Incendio in un deposito di rifiuti a Milano
Incendio in un deposito di rifiuti a Milano

Milano, 15 febbraio 2019 - Se il 2017 è passato agli archivi come un anno nero per quanto riguarda gli incendi di rifiuti, il 2018 è stato persino peggio. I roghi registrati in Lombardia dall’Arpa (l’Agenzia regionale per la protezione ambientale) sono infatti aumentati, anche se di una sola unità.  Nel dettaglio: nel 2017 si contarono 21 episodi, mentre l’anno scorso si è saliti a 22. Nella maggior parte dei casi i rifiuti vanno in fiamme proprio all’interno degli impianti deputati a gestirli, o a trattarli: i roghi che hanno coinvolto imprese del settore sono stati 15 su 21 due anni fa e 15 su 22 nel 2018.  Un fatto da non sottavalutare: una delle linee di indagine seguite dalle procure e dalle forze dell’ordine per comprendere e arginare il fenomeno conduce proprio alla volontà di ostacolare chi fa parte della filiera dello smaltimento dei rifiuti da parte di chi è interessato a lucrarvi, smaltendoli minimazzando i costi e quindi in modo illecito. Una strategia perseguita attraverso i roghi nei capannoni vuoti, o nelle discariche e nei siti del tutto irregolari. 

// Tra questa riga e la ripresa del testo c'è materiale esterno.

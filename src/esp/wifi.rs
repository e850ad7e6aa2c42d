// Radio requests via raw esp_wifi calls. State transitions happen in the
// core machine when the matching events come back through esp::events.

use std::net::Ipv4Addr;

use esp_idf_sys::{
    esp_netif_get_handle_from_ifkey, esp_netif_get_ip_info, esp_netif_ip_info_t,
    esp_wifi_connect, esp_wifi_disconnect, esp_wifi_scan_start, esp_wifi_set_config,
    esp_wifi_set_mode, wifi_config_t, wifi_interface_t_WIFI_IF_AP, wifi_interface_t_WIFI_IF_STA,
    wifi_mode_t_WIFI_MODE_APSTA, wifi_mode_t_WIFI_MODE_STA, ESP_OK,
};
use log::info;

use crate::error::{Error, Result};
use crate::wifi::{ApConfig, StaCredentials, WifiDriver};

fn esp_check(err: i32, what: &'static str) -> Result<()> {
    if err == ESP_OK {
        Ok(())
    } else {
        Err(Error::IoFault(format!("{what}: {err}")))
    }
}

fn copy_into(dst: &mut [u8], src: &str) {
    let n = src.len().min(dst.len());
    dst[..n].copy_from_slice(&src.as_bytes()[..n]);
}

pub struct EspWifiDriver {
    _private: (),
}

impl EspWifiDriver {
    pub fn new() -> Self {
        Self { _private: () }
    }
}

impl WifiDriver for EspWifiDriver {
    fn apply_sta_config(&mut self, creds: &StaCredentials) -> Result<()> {
        let mut config: wifi_config_t = unsafe { core::mem::zeroed() };
        unsafe {
            copy_into(&mut config.sta.ssid, &creds.ssid);
            copy_into(&mut config.sta.password, &creds.password);
            config.sta.threshold.authmode = if creds.password.is_empty() {
                esp_idf_sys::wifi_auth_mode_t_WIFI_AUTH_OPEN
            } else {
                esp_idf_sys::wifi_auth_mode_t_WIFI_AUTH_WPA2_PSK
            };
            config.sta.pmf_cfg.capable = true;
            config.sta.pmf_cfg.required = false;
            esp_check(
                esp_wifi_set_config(wifi_interface_t_WIFI_IF_STA, &mut config),
                "esp_wifi_set_config(sta)",
            )
        }
    }

    fn apply_ap_config(&mut self, ap: &ApConfig) -> Result<()> {
        let mut config: wifi_config_t = unsafe { core::mem::zeroed() };
        unsafe {
            copy_into(&mut config.ap.ssid, &ap.ssid);
            config.ap.ssid_len = ap.ssid.len() as u8;
            config.ap.channel = ap.channel;
            config.ap.max_connection = ap.max_connections;
            if ap.password.is_empty() {
                config.ap.authmode = esp_idf_sys::wifi_auth_mode_t_WIFI_AUTH_OPEN;
            } else {
                copy_into(&mut config.ap.password, &ap.password);
                config.ap.authmode = esp_idf_sys::wifi_auth_mode_t_WIFI_AUTH_WPA_WPA2_PSK;
            }
            esp_check(
                esp_wifi_set_config(wifi_interface_t_WIFI_IF_AP, &mut config),
                "esp_wifi_set_config(ap)",
            )
        }
    }

    fn connect(&mut self) -> Result<()> {
        esp_check(unsafe { esp_wifi_connect() }, "esp_wifi_connect")
    }

    fn disconnect(&mut self) -> Result<()> {
        esp_check(unsafe { esp_wifi_disconnect() }, "esp_wifi_disconnect")
    }

    fn start_scan(&mut self) -> Result<()> {
        // Default active scan, results collected on the SCAN_DONE event
        esp_check(
            unsafe { esp_wifi_scan_start(core::ptr::null(), false) },
            "esp_wifi_scan_start",
        )
    }

    fn start_ap(&mut self) -> Result<()> {
        info!("enabling SoftAP interface");
        esp_check(
            unsafe { esp_wifi_set_mode(wifi_mode_t_WIFI_MODE_APSTA) },
            "esp_wifi_set_mode(apsta)",
        )
    }

    fn stop_ap(&mut self) -> Result<()> {
        info!("disabling SoftAP interface");
        esp_check(
            unsafe { esp_wifi_set_mode(wifi_mode_t_WIFI_MODE_STA) },
            "esp_wifi_set_mode(sta)",
        )
    }

    fn ap_ip(&self) -> Option<Ipv4Addr> {
        unsafe {
            let netif = esp_netif_get_handle_from_ifkey(b"WIFI_AP_DEF\0".as_ptr() as *const _);
            if netif.is_null() {
                return None;
            }
            let mut info: esp_netif_ip_info_t = core::mem::zeroed();
            if esp_netif_get_ip_info(netif, &mut info) != ESP_OK {
                return None;
            }
            Some(Ipv4Addr::from(info.ip.addr.to_ne_bytes()))
        }
    }
}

Scandagliando i dati forniti dall’Arpa si nota come sia la provincia di Milano ad essersi segnalata nel 2018 per il maggior numero di roghi che abbiano coinvolto rifiuti: 8 per l’esattezza. Subito dietro la provincia di Como con 5 casi e poi Pavia e Mantova con due episodi ciascuna. La geografia degli incendi è variabile: nel 2017 tra le province più colpite vi fu infatti Brescia con 7 episodi. Il risultato è che nessuna provincia lombarda può davvero dirsi al riparo dal rischio roghi in ambito rifiuti, un fenomeno che negli ultimi anni è cresciuto in tutto il Nord, perché è cresciuto il volume di rifiuti che il Nord è chiamato a smaltire. Per dirla ancora con i numeri: nel 2017 in Lombardia si sono accertate 399 infrazioni nel ciclo di gestione, trattamento e smaltimento dei rifiuti, pari al 5,5% delle infrazione registrate in tutto il Paese.

E secondo il rapporto della Commissione bicamerale d’inchiesta, nel triennio 2015-2017 nelle regioni del Nord si sono contati 261 incendi di rifiuti, il 47,5% di quelli registrati nello stesso triennio a livello nazionale. Il 20% di questi è stato accertato come di origine dolosa. Non bastassero i numeri, è stata Alessandra Dolci, coordinatrice della Direzione distrettuale antimafia di Milano, lo scorso novembre, intervenendo ad un incontro organizzato dagli studenti all’Università Bocconi, a rendere noto il sospetto che possa esserci un patto tra la ’ndrangheta e la camorra dietro a singoli episodi di roghi di rifiuti. Nel frattempo le Prefetture lombarde, d’accordo con Regione, Ats, Arpa e vigili del fuoco hanno deciso di costuire i Nuclei Ambiente, ovvero task force composte da esperti delle istituzioni citate che svolgano controlli a sorpresa, emulando ed estendendo quanto già fatto in provincia di Pavia: il coordinamento di questi Nuclei sarà delle prefetture lombarde e con questa iniziativa si vuole rafforzare la rete di attività di prevenzione e monitoraggio degli illeciti nel trattamento dei rifiuti.